Abstract

A 51 year old male, heavy smoker, presented for biliary stent removal. Two months earlier, he developed abdominal pain, weight loss and abnormal biochemical profile. A magnetic resonance cholangiopancreatography (MRCP) demonstrated a common hepatic duct stricture. He underwent an ERCP with sphincterotomy, stricture brushings and biliary stent placement. The follow-up ERCP was performed in the same fashion with intravenous propofol, meperidine and midazolam sedation. The patient was maintained in sedation in the prone position while breathing spontaneously using supplemental nasal cannula. The previously placed biliary stent was removed without complication. No sphincterotomy or other therapy was performed. Well into the procedure, the patient developed hypoxia with his O2 saturation decreasing to 60% on 3L/min of oxygen via nasal cannula. The oxygen flow rate was increased to 10L/min, the propofol infusion stopped and the patient's hypoxia improved with a rise in O2 saturation to 93%. The procedure was completed. The patient was found to have a markedly distended abdomen with diffuse tenderness and crepitus extending from his chest to his neck.
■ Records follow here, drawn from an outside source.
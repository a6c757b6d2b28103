use chrono::{DateTime, Utc};
use serde::{Deserialize, Serialize};
use sqlx::{FromRow, PgPool};
use std::collections::BTreeMap;
use uuid::Uuid;
use validator::Validate;

#[derive(Debug, Clone, FromRow, Serialize, Deserialize)]
pub struct SiteSetting {
    pub id: Uuid,
    pub category: String,
    pub key: String,
    pub value: serde_json::Value,
    pub description: Option<String>,
    pub updated_at: DateTime<Utc>,
    pub updated_by: Option<Uuid>,
}

#[derive(Debug, Clone, Deserialize, Validate)]
pub struct SettingInput {
    #[validate(length(min = 1, max = 60))]
    pub category: String,
    #[validate(length(min = 1, max = 120))]
    pub key: String,
    pub value: serde_json::Value,
    pub description: Option<String>,
}

/// Flattens rows into a `category.key -> value` map.
pub fn settings_map(rows: Vec<(String, String, serde_json::Value)>) -> BTreeMap<String, serde_json::Value> {
    rows.into_iter()
        .map(|(category, key, value)| (format!("{}.{}", category, key), value))
        .collect()
}

const UPSERT_SQL: &str = r#"
    INSERT INTO site_settings (id, category, key, value, description, updated_by)
    VALUES ($1, $2, $3, $4, $5, $6)
    ON CONFLICT (category, key) DO UPDATE SET
        value = EXCLUDED.value,
        description = COALESCE(EXCLUDED.description, site_settings.description),
        updated_by = EXCLUDED.updated_by,
        updated_at = NOW()
    RETURNING *
"#;

impl SiteSetting {
    pub async fn value(pool: &PgPool, category: &str, key: &str) -> Result<Option<serde_json::Value>, sqlx::Error> {
        sqlx::query_scalar::<_, serde_json::Value>(
            "SELECT value FROM site_settings WHERE category = $1 AND key = $2",
        )
        .bind(category)
        .bind(key)
        .fetch_optional(pool)
        .await
    }

    pub async fn by_category(pool: &PgPool, category: &str) -> Result<Vec<SiteSetting>, sqlx::Error> {
        sqlx::query_as::<_, SiteSetting>(
            "SELECT * FROM site_settings WHERE category = $1 ORDER BY key",
        )
        .bind(category)
        .fetch_all(pool)
        .await
    }

    pub async fn all_as_map(pool: &PgPool) -> Result<BTreeMap<String, serde_json::Value>, sqlx::Error> {
        let rows: Vec<(String, String, serde_json::Value)> =
            sqlx::query_as("SELECT category, key, value FROM site_settings")
                .fetch_all(pool)
                .await?;
        Ok(settings_map(rows))
    }

    pub async fn upsert(pool: &PgPool, input: &SettingInput, updated_by: Uuid) -> Result<SiteSetting, sqlx::Error> {
        sqlx::query_as::<_, SiteSetting>(UPSERT_SQL)
            .bind(Uuid::new_v4())
            .bind(&input.category)
            .bind(&input.key)
            .bind(&input.value)
            .bind(&input.description)
            .bind(updated_by)
            .fetch_one(pool)
            .await
    }

    /// Upserts every entry in one transaction.
    pub async fn bulk_upsert(pool: &PgPool, inputs: &[SettingInput], updated_by: Uuid) -> Result<usize, sqlx::Error> {
        let mut tx = pool.begin().await?;
        for input in inputs {
            sqlx::query(UPSERT_SQL)
                .bind(Uuid::new_v4())
                .bind(&input.category)
                .bind(&input.key)
                .bind(&input.value)
                .bind(&input.description)
                .bind(updated_by)
                .execute(&mut *tx)
                .await?;
        }
        tx.commit().await?;
        Ok(inputs.len())
    }

    pub async fn delete(pool: &PgPool, category: &str, key: &str) -> Result<bool, sqlx::Error> {
        sqlx::query("DELETE FROM site_settings WHERE category = $1 AND key = $2")
            .bind(category)
            .bind(key)
            .execute(pool)
            .await
            .map(|r| r.rows_affected() > 0)
    }
}
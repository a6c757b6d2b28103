use axum::{
    extract::{Path, State},
    http::StatusCode,
    response::IntoResponse,
    routing::{get, put},
    Json, Router,
};
use std::sync::Arc;
use validator::Validate;

use super::ok;
use crate::error::{AppError, AppResult};
use crate::middleware::AdminUser;
use crate::models::setting::SettingInput;
use crate::models::SiteSetting;
use crate::AppState;

pub fn routes() -> Router<Arc<AppState>> {
    Router::new()
        .route("/settings", get(all_settings).put(upsert_setting))
        .route("/settings/bulk", put(bulk_upsert))
        .route("/settings/{category}", get(category_settings))
        .route("/settings/{category}/{key}", get(get_setting).delete(delete_setting))
}

fn setting_not_found() -> AppError {
    AppError::NotFound("Configuración no encontrada".to_string())
}

/* ---------- PUBLIC ---------- */

// GET /api/settings
async fn all_settings(State(state): State<Arc<AppState>>) -> AppResult<impl IntoResponse> {
    Ok(ok(state.cache.settings_map().await?))
}

// GET /api/settings/{category}
async fn category_settings(
    State(state): State<Arc<AppState>>,
    Path(category): Path<String>,
) -> AppResult<impl IntoResponse> {
    Ok(ok(SiteSetting::by_category(&state.db.pool, &category).await?))
}

// GET /api/settings/{category}/{key}
async fn get_setting(
    State(state): State<Arc<AppState>>,
    Path((category, key)): Path<(String, String)>,
) -> AppResult<impl IntoResponse> {
    let value = SiteSetting::value(&state.db.pool, &category, &key)
        .await?
        .ok_or_else(setting_not_found)?;
    Ok(ok(value))
}

/* ---------- ADMIN ---------- */

// PUT /api/settings
async fn upsert_setting(
    State(state): State<Arc<AppState>>,
    AdminUser(admin): AdminUser,
    Json(input): Json<SettingInput>,
) -> AppResult<impl IntoResponse> {
    input.validate()?;
    let setting = SiteSetting::upsert(&state.db.pool, &input, admin.id).await?;
    state.cache.invalidate_settings().await;
    Ok(ok(setting))
}

// PUT /api/settings/bulk
async fn bulk_upsert(
    State(state): State<Arc<AppState>>,
    AdminUser(admin): AdminUser,
    Json(inputs): Json<Vec<SettingInput>>,
) -> AppResult<impl IntoResponse> {
    for input in &inputs {
        input.validate()?;
    }
    let updated = SiteSetting::bulk_upsert(&state.db.pool, &inputs, admin.id).await?;
    state.cache.invalidate_settings().await;
    tracing::info!("{} settings updated by {}", updated, admin.email);
    Ok(ok(serde_json::json!({ "updated": updated })))
}

// DELETE /api/settings/{category}/{key}
async fn delete_setting(
    State(state): State<Arc<AppState>>,
    _admin: AdminUser,
    Path((category, key)): Path<(String, String)>,
) -> AppResult<impl IntoResponse> {
    if !SiteSetting::delete(&state.db.pool, &category, &key).await? {
        return Err(setting_not_found());
    }
    state.cache.invalidate_settings().await;
    Ok(StatusCode::NO_CONTENT)
}
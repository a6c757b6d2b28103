use redis::AsyncCommands;
use serde::{de::DeserializeOwned, Serialize};
use tracing::{info, warn};

use crate::{config::CacheConfig, database::Database, redis_client::RedisClient};

pub mod events;
pub mod settings;

pub const PUBLISHED_EVENTS_KEY: &str = "events:published";
pub const SETTINGS_MAP_KEY: &str = "settings:map";

/// Read-through Redis cache for the public catalogue and the settings map.
/// Redis problems are logged and fall back to Postgres.
#[derive(Clone)]
pub struct CacheService {
    redis: RedisClient,
    db: Database,
    config: CacheConfig,
}

impl CacheService {
    pub fn new(redis: RedisClient, db: Database, config: CacheConfig) -> Self {
        Self { redis, db, config }
    }

    pub async fn warmup_cache(&self) {
        info!("Starting cache warmup...");

        match self.published_events().await {
            Ok(events) => info!("Cached {} published events", events.len()),
            Err(e) => warn!("Event warmup failed: {}", e),
        }
        match self.settings_map().await {
            Ok(settings) => info!("Cached {} site settings", settings.len()),
            Err(e) => warn!("Settings warmup failed: {}", e),
        }

        info!("Cache warmup done");
    }

    async fn get_json<T: DeserializeOwned>(&self, key: &str) -> Option<T> {
        let mut conn = self.redis.conn.clone();
        let data: Option<String> = match conn.get(key).await {
            Ok(data) => data,
            Err(e) => {
                warn!("Redis GET {} failed: {}", key, e);
                return None;
            }
        };
        data.and_then(|raw| serde_json::from_str(&raw).ok())
    }

    async fn set_json<T: Serialize + ?Sized>(&self, key: &str, value: &T, ttl_seconds: u64) {
        let Ok(data) = serde_json::to_string(value) else {
            return;
        };
        let mut conn = self.redis.conn.clone();
        let result: redis::RedisResult<()> = conn.set_ex(key, data, ttl_seconds).await;
        if let Err(e) = result {
            warn!("Redis SET {} failed: {}", key, e);
        }
    }

    async fn invalidate(&self, key: &str) {
        let mut conn = self.redis.conn.clone();
        let result: redis::RedisResult<()> = conn.del(key).await;
        match result {
            Ok(()) => info!("Invalidated cache key {}", key),
            Err(e) => warn!("Redis DEL {} failed: {}", key, e),
        }
    }
}
use axum::{
    extract::{Path, State},
    http::StatusCode,
    response::IntoResponse,
    routing::{get, patch, post},
    Json, Router,
};
use serde::Deserialize;
use std::sync::Arc;
use uuid::Uuid;

use super::ok;
use crate::error::{AppError, AppResult};
use crate::middleware::{AdminUser, AuthUser};
use crate::models::{BookingStatus, PaymentStatus};
use crate::services::{CreateBooking, Payer};
use crate::AppState;

pub fn routes() -> Router<Arc<AppState>> {
    Router::new()
        .route("/bookings", get(get_user_bookings).post(create_booking))
        .route("/bookings/{id}", get(get_booking))
        .route("/admin/bookings", get(list_bookings))
        .route("/admin/bookings/{id}/status", patch(update_status))
        .route("/admin/bookings/{id}/payment-status", patch(update_payment_status))
        .route("/admin/bookings/{id}/checkin", post(send_checkin))
}

/* ---------- BOOKINGS ---------- */

// POST /api/bookings
#[derive(Debug, Deserialize)]
struct CreateBookingRequest {
    event_id: Uuid,
    participants_count: Option<i32>,
    additional_info: Option<serde_json::Value>,
}

async fn create_booking(
    State(state): State<Arc<AppState>>,
    user: AuthUser,
    Json(req): Json<CreateBookingRequest>,
) -> AppResult<impl IntoResponse> {
    let payer = Payer {
        email: user.email.clone(),
        name: user.display_name().to_string(),
    };
    let checkout = state
        .bookings
        .book(
            CreateBooking {
                event_id: req.event_id,
                user_id: user.id,
                participants_count: req.participants_count,
                additional_info: req.additional_info,
            },
            &payer,
        )
        .await?;

    Ok((StatusCode::CREATED, ok(checkout)))
}

// GET /api/bookings
async fn get_user_bookings(
    State(state): State<Arc<AppState>>,
    user: AuthUser,
) -> AppResult<impl IntoResponse> {
    Ok(ok(state.bookings.lifecycle.for_user(user.id).await?))
}

// GET /api/bookings/{id}
async fn get_booking(
    State(state): State<Arc<AppState>>,
    user: AuthUser,
    Path(id): Path<Uuid>,
) -> AppResult<impl IntoResponse> {
    let booking = state.bookings.lifecycle.find(id).await?;
    if booking.user_id != user.id && !user.is_admin() {
        return Err(AppError::NotFound("Reserva no encontrada".to_string()));
    }
    Ok(ok(booking))
}

/* ---------- ADMIN ---------- */

// GET /api/admin/bookings
async fn list_bookings(
    State(state): State<Arc<AppState>>,
    _admin: AdminUser,
) -> AppResult<impl IntoResponse> {
    Ok(ok(state.bookings.lifecycle.list_all().await?))
}

// PATCH /api/admin/bookings/{id}/status
#[derive(Debug, Deserialize)]
struct StatusRequest {
    status: BookingStatus,
}

async fn update_status(
    State(state): State<Arc<AppState>>,
    AdminUser(admin): AdminUser,
    Path(id): Path<Uuid>,
    Json(req): Json<StatusRequest>,
) -> AppResult<impl IntoResponse> {
    let booking = state.bookings.lifecycle.update_status(id, req.status).await?;
    tracing::info!("Booking {} set to {:?} by {}", id, req.status, admin.email);
    Ok(ok(booking))
}

// PATCH /api/admin/bookings/{id}/payment-status
#[derive(Debug, Deserialize)]
struct PaymentStatusRequest {
    payment_status: PaymentStatus,
}

async fn update_payment_status(
    State(state): State<Arc<AppState>>,
    AdminUser(admin): AdminUser,
    Path(id): Path<Uuid>,
    Json(req): Json<PaymentStatusRequest>,
) -> AppResult<impl IntoResponse> {
    let booking = state
        .bookings
        .lifecycle
        .update_payment_status(id, req.payment_status)
        .await?;
    tracing::info!(
        "Booking {} payment_status set to {:?} by {}",
        id, req.payment_status, admin.email
    );
    Ok(ok(booking))
}

// POST /api/admin/bookings/{id}/checkin
async fn send_checkin(
    State(state): State<Arc<AppState>>,
    _admin: AdminUser,
    Path(id): Path<Uuid>,
) -> AppResult<impl IntoResponse> {
    state.bookings.lifecycle.send_checkin(id).await?;
    Ok((StatusCode::ACCEPTED, ok("Notificación de check-in en cola")))
}
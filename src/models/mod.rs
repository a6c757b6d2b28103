pub mod booking;
pub mod carousel;
pub mod event;
pub mod payment;
pub mod profile;
pub mod setting;
pub mod subscription;

pub use booking::{Booking, BookingDetails, BookingStatus, BookingSummary, NewBooking, PaymentStatus, UserBooking};
pub use carousel::CarouselSlide;
pub use event::{Event, EventStatus};
pub use payment::{NewPayment, Payment};
pub use profile::{Profile, Role};
pub use setting::SiteSetting;
pub use subscription::{PlanType, Subscription};
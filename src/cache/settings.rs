use std::collections::BTreeMap;

use crate::cache::{CacheService, SETTINGS_MAP_KEY};
use crate::models::SiteSetting;

impl CacheService {
    /// Every setting as `category.key -> value`.
    pub async fn settings_map(&self) -> Result<BTreeMap<String, serde_json::Value>, sqlx::Error> {
        if let Some(map) = self.get_json(SETTINGS_MAP_KEY).await {
            return Ok(map);
        }

        let map = SiteSetting::all_as_map(&self.db.pool).await?;
        self.set_json(SETTINGS_MAP_KEY, &map, self.config.settings_ttl_seconds)
            .await;
        Ok(map)
    }

    pub async fn invalidate_settings(&self) {
        self.invalidate(SETTINGS_MAP_KEY).await;
    }
}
X-rays revealed extensive subcutaneous emphysema, a large left sided pneumothorax and free air in the abdomen. A chest tube was placed into the patient's left hemithorax, and an upper gastrointestinal series, and computer assisted tomography scan was performed using gastrograffin contrast. Despite the findings of a large amount of pneumoperitoneum, pneumoretroperitoneum, pneumothorax and penumomediastinum, there was no extravastion of contrast material. An emergency laparotomy was performed. Despite the presence of retroperitoneal air, there was no perforation and no evidence of intestinal content leakage. Examination of the lesser sac and the esophagogastric junction was negative. His post-operative course was unremarkable and he was discharged home in the fifth post operative day. Since the laparatomy failed to demonstrate perforation and the patient improved with chest tube insertion, we hypothesize that this heavy smoker developed a pneumothorax during the ERCP as a result of a ruptured sub-pleural bleb. A large amount of air dissected through the mediastinum into the retroperitoneal and peritoneal spaces during endoscopy. Although the risk of pneumothorax is very small and it is a rare cause of pneumoperitoneum, recognizing it may save patients unnecessary surgery.